TASK DETAILS: Below is a block of entries; repeat exactly the lines starting at the line that contains "impl NodeExecutor for" and ending at the line that contains "let start = Instant::now();", both included.
Start of RECORD EXCERPTS
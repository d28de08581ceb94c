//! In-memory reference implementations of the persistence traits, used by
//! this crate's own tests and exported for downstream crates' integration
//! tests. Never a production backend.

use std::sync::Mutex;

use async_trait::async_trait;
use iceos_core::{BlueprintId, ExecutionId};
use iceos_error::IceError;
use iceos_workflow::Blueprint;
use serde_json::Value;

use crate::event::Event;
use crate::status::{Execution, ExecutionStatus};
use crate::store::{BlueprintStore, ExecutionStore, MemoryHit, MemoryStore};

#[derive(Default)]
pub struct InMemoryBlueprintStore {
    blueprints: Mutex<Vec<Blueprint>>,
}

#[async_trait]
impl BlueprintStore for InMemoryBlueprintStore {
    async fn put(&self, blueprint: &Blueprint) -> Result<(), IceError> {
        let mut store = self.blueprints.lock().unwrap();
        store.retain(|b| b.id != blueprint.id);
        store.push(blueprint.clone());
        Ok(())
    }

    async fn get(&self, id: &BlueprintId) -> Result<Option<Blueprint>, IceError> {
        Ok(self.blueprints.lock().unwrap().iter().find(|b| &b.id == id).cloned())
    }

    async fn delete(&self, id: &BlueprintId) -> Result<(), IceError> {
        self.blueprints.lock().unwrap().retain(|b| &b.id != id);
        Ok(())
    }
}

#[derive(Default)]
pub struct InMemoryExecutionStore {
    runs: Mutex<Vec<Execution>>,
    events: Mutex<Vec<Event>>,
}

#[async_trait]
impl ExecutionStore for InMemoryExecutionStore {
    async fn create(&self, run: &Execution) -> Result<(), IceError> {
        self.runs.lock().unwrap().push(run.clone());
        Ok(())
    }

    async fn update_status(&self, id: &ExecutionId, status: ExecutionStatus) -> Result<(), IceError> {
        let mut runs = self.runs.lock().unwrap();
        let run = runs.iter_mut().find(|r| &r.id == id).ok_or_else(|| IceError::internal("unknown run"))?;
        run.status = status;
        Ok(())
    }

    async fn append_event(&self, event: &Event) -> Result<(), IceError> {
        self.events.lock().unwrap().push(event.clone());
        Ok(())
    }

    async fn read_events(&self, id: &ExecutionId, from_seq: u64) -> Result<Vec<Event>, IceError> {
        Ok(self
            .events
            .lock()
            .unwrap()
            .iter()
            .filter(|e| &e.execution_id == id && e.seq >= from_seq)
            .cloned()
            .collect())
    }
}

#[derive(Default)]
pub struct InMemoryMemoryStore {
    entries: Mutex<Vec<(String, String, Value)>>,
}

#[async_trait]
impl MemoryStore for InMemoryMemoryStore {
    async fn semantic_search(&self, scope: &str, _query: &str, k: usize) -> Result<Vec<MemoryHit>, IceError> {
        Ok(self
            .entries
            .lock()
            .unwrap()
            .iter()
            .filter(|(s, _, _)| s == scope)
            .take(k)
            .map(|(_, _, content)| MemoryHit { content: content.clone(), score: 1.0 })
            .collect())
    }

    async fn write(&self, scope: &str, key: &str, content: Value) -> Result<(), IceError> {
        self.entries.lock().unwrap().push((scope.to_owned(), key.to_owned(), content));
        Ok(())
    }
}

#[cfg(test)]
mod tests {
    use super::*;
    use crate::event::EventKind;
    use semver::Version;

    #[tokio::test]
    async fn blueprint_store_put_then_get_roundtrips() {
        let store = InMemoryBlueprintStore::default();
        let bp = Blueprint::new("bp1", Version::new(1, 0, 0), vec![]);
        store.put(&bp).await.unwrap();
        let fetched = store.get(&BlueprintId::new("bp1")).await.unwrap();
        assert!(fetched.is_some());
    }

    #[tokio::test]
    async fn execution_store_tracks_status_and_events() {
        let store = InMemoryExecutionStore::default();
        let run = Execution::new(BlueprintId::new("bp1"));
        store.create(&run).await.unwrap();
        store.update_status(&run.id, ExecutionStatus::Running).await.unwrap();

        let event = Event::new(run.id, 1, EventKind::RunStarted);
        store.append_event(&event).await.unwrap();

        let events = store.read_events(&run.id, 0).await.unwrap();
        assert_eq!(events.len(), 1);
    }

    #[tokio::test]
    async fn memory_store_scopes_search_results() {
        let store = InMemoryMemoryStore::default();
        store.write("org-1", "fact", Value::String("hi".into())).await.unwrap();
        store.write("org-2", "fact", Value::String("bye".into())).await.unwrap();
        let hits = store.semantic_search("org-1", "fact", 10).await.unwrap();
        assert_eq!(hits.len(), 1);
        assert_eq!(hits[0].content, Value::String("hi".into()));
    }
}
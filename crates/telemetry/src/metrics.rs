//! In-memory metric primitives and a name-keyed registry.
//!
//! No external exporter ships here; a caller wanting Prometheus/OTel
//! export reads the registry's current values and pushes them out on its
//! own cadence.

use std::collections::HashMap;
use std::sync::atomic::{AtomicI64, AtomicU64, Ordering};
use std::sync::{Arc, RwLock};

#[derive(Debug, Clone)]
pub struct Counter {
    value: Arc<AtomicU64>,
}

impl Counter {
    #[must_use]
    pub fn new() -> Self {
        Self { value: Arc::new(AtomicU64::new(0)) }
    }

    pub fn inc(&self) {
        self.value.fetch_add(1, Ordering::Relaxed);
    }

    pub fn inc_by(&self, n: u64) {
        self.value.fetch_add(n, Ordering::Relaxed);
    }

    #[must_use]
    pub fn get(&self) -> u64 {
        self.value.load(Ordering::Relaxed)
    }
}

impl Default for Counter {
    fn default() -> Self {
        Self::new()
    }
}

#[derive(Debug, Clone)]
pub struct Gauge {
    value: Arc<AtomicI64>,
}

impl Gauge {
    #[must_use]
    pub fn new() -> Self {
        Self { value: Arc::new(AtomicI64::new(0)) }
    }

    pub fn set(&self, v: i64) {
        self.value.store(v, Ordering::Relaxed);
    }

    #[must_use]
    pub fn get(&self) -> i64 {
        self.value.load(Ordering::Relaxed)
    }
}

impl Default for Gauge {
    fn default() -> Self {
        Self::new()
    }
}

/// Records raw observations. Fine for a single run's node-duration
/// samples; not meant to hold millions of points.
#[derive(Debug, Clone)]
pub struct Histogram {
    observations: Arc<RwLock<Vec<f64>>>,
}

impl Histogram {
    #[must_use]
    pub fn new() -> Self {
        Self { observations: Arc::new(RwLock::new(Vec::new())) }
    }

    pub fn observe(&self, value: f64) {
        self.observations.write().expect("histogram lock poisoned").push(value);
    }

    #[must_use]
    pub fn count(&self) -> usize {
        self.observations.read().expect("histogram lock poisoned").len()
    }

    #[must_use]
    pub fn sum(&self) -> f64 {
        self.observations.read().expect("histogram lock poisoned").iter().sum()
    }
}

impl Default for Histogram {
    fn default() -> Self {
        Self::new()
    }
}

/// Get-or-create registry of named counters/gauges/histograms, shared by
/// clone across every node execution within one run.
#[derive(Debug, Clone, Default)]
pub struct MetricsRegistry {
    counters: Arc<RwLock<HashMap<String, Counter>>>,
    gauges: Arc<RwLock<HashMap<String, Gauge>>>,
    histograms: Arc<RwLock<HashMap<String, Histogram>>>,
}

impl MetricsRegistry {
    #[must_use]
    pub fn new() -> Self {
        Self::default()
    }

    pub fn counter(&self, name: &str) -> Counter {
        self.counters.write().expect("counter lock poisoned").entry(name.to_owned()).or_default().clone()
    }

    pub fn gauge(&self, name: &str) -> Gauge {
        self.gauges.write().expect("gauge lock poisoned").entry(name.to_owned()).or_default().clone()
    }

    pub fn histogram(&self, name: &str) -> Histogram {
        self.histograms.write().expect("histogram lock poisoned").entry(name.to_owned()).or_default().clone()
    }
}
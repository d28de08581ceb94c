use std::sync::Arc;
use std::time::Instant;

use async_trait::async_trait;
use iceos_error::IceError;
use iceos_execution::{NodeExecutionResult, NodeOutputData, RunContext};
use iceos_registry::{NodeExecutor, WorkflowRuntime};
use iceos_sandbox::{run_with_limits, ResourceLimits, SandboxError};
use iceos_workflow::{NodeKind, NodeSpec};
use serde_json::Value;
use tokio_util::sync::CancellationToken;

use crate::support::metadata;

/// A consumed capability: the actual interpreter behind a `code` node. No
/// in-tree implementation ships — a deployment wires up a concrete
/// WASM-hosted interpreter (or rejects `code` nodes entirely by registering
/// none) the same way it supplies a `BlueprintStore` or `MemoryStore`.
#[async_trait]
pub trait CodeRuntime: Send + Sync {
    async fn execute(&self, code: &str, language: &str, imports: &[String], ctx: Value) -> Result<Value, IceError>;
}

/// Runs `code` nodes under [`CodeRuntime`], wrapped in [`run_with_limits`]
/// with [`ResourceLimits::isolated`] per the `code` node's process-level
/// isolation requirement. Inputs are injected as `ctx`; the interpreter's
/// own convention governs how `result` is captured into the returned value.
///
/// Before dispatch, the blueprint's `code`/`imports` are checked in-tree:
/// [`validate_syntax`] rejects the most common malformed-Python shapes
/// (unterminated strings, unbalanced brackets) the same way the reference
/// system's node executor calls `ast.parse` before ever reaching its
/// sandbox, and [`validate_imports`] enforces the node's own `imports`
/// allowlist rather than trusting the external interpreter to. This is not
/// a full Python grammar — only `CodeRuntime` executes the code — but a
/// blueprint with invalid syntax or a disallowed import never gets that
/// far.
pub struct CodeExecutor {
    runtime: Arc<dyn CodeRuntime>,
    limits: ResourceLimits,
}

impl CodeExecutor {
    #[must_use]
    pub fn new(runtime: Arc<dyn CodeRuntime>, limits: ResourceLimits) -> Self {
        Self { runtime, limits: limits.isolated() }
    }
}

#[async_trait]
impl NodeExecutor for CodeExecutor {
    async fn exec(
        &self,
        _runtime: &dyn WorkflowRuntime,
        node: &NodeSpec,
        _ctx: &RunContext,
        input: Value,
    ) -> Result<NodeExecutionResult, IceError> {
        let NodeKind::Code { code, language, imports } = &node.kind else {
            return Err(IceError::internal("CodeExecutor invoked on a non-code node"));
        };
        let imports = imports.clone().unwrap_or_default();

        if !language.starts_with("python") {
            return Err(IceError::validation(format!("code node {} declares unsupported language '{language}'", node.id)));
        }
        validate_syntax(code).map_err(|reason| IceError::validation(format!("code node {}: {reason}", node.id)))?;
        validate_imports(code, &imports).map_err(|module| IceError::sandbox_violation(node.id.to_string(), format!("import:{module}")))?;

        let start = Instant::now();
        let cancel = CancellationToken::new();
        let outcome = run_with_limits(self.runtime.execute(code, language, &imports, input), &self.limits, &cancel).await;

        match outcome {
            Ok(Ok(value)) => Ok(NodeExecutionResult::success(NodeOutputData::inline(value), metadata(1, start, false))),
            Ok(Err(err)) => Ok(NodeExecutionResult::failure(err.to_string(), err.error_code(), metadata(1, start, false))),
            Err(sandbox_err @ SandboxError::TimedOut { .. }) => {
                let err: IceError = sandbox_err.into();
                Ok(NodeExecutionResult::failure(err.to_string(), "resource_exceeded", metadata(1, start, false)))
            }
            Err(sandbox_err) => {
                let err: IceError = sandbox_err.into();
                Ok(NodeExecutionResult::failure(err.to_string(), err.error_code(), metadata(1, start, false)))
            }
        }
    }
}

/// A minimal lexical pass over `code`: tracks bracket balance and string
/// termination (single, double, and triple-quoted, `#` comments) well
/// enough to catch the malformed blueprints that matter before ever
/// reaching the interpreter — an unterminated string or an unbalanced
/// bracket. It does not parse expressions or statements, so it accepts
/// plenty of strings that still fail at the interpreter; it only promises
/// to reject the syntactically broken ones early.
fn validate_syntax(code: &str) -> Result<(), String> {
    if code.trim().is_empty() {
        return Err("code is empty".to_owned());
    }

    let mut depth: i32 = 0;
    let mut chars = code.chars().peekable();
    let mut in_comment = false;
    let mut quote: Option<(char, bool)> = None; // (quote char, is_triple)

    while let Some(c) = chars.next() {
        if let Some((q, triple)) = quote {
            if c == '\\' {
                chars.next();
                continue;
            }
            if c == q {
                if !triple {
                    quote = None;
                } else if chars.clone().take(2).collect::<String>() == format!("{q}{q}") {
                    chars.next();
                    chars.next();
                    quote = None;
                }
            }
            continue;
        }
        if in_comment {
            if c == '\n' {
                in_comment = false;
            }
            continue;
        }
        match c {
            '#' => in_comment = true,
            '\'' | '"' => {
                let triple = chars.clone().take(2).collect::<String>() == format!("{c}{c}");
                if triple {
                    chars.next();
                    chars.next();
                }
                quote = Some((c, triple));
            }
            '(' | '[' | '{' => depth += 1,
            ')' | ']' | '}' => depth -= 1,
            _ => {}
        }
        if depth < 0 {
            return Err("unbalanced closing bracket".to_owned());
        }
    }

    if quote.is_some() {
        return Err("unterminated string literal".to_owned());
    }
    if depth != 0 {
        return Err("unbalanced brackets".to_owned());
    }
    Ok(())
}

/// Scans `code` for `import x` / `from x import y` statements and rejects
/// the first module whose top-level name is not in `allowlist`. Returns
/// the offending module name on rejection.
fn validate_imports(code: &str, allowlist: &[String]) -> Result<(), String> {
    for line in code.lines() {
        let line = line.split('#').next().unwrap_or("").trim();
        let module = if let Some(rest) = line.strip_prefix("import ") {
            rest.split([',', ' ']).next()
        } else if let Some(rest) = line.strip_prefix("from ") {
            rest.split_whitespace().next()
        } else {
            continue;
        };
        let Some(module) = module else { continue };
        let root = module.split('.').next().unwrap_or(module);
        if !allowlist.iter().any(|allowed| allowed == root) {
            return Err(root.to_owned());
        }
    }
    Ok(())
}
End of RECORD EXCERPTS
SOLUTION TO THIS TASK:
impl NodeExecutor for CodeExecutor {
    async fn exec(
        &self,
        _runtime: &dyn WorkflowRuntime,
        node: &NodeSpec,
        _ctx: &RunContext,
        input: Value,
    ) -> Result<NodeExecutionResult, IceError> {
        let NodeKind::Code { code, language, imports } = &node.kind else {
            return Err(IceError::internal("CodeExecutor invoked on a non-code node"));
        };
        let imports = imports.clone().unwrap_or_default();

        if !language.starts_with("python") {
            return Err(IceError::validation(format!("code node {} declares unsupported language '{language}'", node.id)));
        }
        validate_syntax(code).map_err(|reason| IceError::validation(format!("code node {}: {reason}", node.id)))?;
        validate_imports(code, &imports).map_err(|module| IceError::sandbox_violation(node.id.to_string(), format!("import:{module}")))?;

        let start = Instant::now();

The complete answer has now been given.